Instructions for the task: From the listing below, extract every line containing "limit".

Data for review:
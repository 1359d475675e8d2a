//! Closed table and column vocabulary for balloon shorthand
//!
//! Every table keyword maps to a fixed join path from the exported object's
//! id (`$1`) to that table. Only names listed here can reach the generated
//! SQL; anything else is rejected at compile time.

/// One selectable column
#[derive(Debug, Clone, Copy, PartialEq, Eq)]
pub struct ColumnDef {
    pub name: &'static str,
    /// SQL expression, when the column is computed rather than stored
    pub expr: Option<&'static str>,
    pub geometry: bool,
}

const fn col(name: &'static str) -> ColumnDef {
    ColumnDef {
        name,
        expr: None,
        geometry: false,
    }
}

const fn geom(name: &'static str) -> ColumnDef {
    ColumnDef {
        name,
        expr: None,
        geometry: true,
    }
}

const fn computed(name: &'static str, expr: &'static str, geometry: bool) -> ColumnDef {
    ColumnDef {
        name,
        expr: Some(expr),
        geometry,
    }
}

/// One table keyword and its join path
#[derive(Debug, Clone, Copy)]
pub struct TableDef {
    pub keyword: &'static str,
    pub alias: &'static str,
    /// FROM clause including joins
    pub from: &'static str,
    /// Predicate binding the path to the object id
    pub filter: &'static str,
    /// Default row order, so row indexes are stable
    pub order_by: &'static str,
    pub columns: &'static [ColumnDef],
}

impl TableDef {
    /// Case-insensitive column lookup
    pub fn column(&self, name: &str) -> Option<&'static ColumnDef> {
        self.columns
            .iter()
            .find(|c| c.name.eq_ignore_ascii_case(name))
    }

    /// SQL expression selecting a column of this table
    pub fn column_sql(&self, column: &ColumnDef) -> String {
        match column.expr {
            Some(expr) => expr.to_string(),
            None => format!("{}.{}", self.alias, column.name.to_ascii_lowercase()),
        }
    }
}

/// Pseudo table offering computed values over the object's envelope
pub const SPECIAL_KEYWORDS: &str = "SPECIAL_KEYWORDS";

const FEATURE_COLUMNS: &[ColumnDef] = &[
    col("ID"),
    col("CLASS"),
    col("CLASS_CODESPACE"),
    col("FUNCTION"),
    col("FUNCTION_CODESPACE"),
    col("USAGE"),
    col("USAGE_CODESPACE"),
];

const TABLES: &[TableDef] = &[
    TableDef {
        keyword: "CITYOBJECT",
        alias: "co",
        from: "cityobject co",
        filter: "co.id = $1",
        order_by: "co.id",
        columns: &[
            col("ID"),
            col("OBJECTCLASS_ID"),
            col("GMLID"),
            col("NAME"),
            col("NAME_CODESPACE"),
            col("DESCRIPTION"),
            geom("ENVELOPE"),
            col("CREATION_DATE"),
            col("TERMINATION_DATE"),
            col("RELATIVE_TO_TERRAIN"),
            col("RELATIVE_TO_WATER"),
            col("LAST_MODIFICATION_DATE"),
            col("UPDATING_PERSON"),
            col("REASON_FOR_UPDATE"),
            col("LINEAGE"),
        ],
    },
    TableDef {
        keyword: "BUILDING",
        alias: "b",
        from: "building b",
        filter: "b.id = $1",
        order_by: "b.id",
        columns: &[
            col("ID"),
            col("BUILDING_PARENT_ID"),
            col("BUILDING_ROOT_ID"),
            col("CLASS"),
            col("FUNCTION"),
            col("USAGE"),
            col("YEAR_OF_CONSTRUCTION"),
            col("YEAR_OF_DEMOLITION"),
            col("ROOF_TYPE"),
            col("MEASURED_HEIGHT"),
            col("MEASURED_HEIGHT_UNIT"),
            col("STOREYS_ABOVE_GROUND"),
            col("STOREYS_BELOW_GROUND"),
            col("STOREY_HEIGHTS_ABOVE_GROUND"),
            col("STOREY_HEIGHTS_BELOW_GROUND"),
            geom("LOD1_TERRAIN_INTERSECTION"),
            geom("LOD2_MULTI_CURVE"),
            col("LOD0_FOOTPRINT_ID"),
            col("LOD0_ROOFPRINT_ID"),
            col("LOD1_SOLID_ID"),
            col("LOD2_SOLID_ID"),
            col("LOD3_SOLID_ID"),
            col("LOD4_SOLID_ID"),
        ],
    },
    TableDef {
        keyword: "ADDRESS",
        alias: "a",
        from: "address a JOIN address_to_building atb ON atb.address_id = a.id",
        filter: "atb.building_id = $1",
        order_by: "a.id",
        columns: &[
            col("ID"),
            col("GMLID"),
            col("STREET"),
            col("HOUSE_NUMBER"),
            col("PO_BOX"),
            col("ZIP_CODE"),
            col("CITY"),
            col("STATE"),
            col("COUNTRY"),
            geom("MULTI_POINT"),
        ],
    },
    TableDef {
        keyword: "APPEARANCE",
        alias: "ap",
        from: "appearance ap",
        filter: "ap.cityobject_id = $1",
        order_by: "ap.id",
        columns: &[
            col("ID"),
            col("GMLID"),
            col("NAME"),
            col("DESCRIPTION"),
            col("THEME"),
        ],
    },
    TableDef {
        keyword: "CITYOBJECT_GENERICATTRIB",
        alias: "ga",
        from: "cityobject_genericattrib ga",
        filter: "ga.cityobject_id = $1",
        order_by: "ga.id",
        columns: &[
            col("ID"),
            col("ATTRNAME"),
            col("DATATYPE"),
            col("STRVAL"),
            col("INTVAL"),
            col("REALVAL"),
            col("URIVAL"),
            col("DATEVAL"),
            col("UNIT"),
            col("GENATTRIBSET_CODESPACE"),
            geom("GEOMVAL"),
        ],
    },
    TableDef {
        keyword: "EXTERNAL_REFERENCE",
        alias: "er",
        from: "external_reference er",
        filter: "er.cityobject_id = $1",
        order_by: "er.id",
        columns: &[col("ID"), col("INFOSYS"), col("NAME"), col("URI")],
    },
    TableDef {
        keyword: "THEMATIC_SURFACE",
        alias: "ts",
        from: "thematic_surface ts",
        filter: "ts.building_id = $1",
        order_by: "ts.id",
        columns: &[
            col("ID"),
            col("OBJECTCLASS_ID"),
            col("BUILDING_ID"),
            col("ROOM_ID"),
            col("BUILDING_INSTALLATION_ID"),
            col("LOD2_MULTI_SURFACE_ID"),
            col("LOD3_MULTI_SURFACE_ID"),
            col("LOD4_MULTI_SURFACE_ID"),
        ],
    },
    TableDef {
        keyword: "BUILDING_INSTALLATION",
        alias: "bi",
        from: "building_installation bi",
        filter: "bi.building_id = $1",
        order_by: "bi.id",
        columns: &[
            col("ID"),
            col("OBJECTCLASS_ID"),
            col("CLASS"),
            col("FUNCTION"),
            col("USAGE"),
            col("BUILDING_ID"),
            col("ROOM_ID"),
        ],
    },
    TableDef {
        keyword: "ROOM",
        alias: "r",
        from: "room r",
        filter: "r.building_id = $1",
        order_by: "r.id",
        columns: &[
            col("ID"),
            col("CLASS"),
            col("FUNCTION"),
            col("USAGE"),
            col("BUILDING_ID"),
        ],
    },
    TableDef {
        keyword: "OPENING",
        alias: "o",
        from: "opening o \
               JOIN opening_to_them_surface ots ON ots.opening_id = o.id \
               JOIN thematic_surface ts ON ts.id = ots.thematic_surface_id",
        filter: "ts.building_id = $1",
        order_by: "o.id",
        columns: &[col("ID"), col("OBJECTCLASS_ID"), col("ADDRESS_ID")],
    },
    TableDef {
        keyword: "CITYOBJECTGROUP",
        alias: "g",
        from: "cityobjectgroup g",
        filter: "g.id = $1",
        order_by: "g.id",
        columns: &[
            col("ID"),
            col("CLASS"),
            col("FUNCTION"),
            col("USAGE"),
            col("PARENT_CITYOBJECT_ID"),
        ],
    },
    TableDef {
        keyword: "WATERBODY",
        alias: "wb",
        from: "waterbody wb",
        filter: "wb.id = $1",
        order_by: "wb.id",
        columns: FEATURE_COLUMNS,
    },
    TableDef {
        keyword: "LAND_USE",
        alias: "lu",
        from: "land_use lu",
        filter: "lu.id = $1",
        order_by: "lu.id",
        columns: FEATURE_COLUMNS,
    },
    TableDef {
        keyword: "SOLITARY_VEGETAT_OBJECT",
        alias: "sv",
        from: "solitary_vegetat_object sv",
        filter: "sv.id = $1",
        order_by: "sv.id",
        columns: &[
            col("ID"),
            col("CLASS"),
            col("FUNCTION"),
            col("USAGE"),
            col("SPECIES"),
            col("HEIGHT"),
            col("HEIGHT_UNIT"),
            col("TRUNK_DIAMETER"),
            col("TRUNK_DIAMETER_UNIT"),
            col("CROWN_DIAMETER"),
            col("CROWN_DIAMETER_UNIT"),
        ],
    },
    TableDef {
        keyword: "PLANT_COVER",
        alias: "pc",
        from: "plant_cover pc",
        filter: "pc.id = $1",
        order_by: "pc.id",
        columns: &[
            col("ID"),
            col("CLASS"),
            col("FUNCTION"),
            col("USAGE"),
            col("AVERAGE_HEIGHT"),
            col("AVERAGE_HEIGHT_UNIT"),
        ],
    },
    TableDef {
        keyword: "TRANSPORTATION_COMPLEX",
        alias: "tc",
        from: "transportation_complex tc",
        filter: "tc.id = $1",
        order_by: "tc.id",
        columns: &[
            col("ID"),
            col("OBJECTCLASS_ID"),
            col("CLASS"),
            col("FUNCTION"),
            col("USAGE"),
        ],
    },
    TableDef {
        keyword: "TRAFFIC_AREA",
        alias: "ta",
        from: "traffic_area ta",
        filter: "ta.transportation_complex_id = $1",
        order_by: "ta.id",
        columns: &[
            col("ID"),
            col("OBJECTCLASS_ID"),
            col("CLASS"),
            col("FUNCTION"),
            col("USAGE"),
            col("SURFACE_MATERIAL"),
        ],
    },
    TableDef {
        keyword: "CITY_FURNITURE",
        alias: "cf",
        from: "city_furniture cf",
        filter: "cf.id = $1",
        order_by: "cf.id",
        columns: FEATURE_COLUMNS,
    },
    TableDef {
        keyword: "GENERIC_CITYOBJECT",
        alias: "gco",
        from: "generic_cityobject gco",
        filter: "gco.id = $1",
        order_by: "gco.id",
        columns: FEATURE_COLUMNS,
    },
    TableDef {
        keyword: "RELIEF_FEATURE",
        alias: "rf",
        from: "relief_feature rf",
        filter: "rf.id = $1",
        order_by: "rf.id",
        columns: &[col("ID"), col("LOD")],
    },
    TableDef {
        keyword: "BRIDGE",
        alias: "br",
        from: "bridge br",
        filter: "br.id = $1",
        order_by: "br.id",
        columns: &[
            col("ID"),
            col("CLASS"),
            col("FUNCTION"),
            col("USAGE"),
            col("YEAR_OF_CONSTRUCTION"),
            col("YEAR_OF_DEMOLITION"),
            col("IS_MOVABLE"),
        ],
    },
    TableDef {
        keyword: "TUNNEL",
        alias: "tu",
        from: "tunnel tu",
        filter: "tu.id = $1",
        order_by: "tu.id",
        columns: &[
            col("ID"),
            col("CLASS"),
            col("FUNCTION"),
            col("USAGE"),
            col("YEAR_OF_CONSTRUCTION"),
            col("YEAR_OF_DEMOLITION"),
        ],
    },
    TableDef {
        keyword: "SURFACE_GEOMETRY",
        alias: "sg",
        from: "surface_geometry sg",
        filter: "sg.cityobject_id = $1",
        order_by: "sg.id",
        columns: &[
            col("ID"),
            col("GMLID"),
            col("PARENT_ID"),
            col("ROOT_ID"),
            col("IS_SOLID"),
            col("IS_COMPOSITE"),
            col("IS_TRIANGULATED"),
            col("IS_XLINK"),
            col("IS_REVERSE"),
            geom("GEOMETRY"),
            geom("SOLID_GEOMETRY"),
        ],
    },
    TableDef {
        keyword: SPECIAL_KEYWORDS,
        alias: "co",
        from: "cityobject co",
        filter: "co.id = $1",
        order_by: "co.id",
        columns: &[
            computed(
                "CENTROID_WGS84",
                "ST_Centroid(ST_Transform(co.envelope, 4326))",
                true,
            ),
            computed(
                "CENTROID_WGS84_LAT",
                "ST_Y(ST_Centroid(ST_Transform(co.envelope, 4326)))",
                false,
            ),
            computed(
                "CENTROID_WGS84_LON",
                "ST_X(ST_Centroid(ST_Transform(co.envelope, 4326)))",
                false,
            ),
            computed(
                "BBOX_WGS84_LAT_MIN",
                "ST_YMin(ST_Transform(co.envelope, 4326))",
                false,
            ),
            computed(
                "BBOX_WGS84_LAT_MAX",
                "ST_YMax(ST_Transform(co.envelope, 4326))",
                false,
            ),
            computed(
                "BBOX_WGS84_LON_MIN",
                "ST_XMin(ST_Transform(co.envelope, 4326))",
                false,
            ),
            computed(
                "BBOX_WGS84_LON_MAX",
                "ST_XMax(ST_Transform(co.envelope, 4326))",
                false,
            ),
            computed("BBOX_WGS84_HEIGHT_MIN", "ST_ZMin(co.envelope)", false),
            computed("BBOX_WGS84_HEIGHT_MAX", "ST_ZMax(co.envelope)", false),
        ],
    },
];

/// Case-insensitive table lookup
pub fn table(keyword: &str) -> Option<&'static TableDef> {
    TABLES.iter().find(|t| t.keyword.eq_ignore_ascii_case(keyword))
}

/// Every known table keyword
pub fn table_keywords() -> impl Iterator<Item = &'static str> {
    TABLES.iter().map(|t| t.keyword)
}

--

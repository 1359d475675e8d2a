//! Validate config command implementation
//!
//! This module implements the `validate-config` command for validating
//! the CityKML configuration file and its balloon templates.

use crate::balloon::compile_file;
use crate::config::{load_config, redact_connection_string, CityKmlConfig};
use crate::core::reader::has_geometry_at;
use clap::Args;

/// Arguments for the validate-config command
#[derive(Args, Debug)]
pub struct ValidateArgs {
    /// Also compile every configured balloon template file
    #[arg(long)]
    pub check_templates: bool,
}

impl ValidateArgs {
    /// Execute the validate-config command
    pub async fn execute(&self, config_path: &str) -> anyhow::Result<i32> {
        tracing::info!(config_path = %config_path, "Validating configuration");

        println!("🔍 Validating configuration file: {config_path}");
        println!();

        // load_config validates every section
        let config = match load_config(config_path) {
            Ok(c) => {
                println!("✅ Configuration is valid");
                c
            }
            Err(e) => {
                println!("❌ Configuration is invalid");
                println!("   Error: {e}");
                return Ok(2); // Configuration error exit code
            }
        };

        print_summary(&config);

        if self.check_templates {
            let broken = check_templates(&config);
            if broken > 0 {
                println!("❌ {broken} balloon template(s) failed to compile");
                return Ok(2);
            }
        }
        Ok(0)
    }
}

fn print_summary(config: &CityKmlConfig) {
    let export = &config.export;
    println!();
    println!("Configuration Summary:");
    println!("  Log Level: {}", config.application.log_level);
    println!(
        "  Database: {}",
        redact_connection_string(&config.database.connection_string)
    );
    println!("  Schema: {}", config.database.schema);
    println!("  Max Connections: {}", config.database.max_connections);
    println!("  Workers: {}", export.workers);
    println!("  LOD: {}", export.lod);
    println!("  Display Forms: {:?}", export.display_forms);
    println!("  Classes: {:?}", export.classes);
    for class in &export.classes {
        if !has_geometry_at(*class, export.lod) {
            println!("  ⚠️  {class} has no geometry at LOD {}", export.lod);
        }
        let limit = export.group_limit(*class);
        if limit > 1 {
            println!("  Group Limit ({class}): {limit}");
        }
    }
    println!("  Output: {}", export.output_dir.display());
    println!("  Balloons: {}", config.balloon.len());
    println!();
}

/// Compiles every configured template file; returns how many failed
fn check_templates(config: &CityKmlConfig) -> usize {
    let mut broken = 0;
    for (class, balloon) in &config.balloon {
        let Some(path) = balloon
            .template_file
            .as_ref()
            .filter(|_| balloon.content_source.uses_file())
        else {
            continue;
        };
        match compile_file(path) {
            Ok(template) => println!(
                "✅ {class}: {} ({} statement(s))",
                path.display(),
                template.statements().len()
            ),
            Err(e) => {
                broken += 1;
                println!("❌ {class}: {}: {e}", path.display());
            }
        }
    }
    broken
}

==

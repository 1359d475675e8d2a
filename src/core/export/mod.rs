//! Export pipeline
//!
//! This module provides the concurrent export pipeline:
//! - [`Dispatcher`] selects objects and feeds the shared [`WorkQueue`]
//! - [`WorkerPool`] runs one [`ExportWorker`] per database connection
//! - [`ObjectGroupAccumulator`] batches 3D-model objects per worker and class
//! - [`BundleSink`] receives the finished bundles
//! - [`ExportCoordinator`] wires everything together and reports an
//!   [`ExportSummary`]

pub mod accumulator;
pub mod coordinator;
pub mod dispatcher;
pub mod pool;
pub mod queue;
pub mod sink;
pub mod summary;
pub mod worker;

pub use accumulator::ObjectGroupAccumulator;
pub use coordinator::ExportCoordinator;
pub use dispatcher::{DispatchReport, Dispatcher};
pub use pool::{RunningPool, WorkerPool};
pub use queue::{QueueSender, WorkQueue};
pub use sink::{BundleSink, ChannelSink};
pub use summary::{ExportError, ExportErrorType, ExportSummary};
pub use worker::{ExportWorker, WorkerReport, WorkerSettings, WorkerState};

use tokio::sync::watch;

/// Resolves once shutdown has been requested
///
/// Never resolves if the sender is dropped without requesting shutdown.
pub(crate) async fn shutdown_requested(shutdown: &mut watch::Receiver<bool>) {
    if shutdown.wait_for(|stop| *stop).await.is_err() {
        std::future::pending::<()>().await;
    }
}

Result for this exercise:
        let limit = export.group_limit(*class);
        if limit > 1 {
            println!("  Group Limit ({class}): {limit}");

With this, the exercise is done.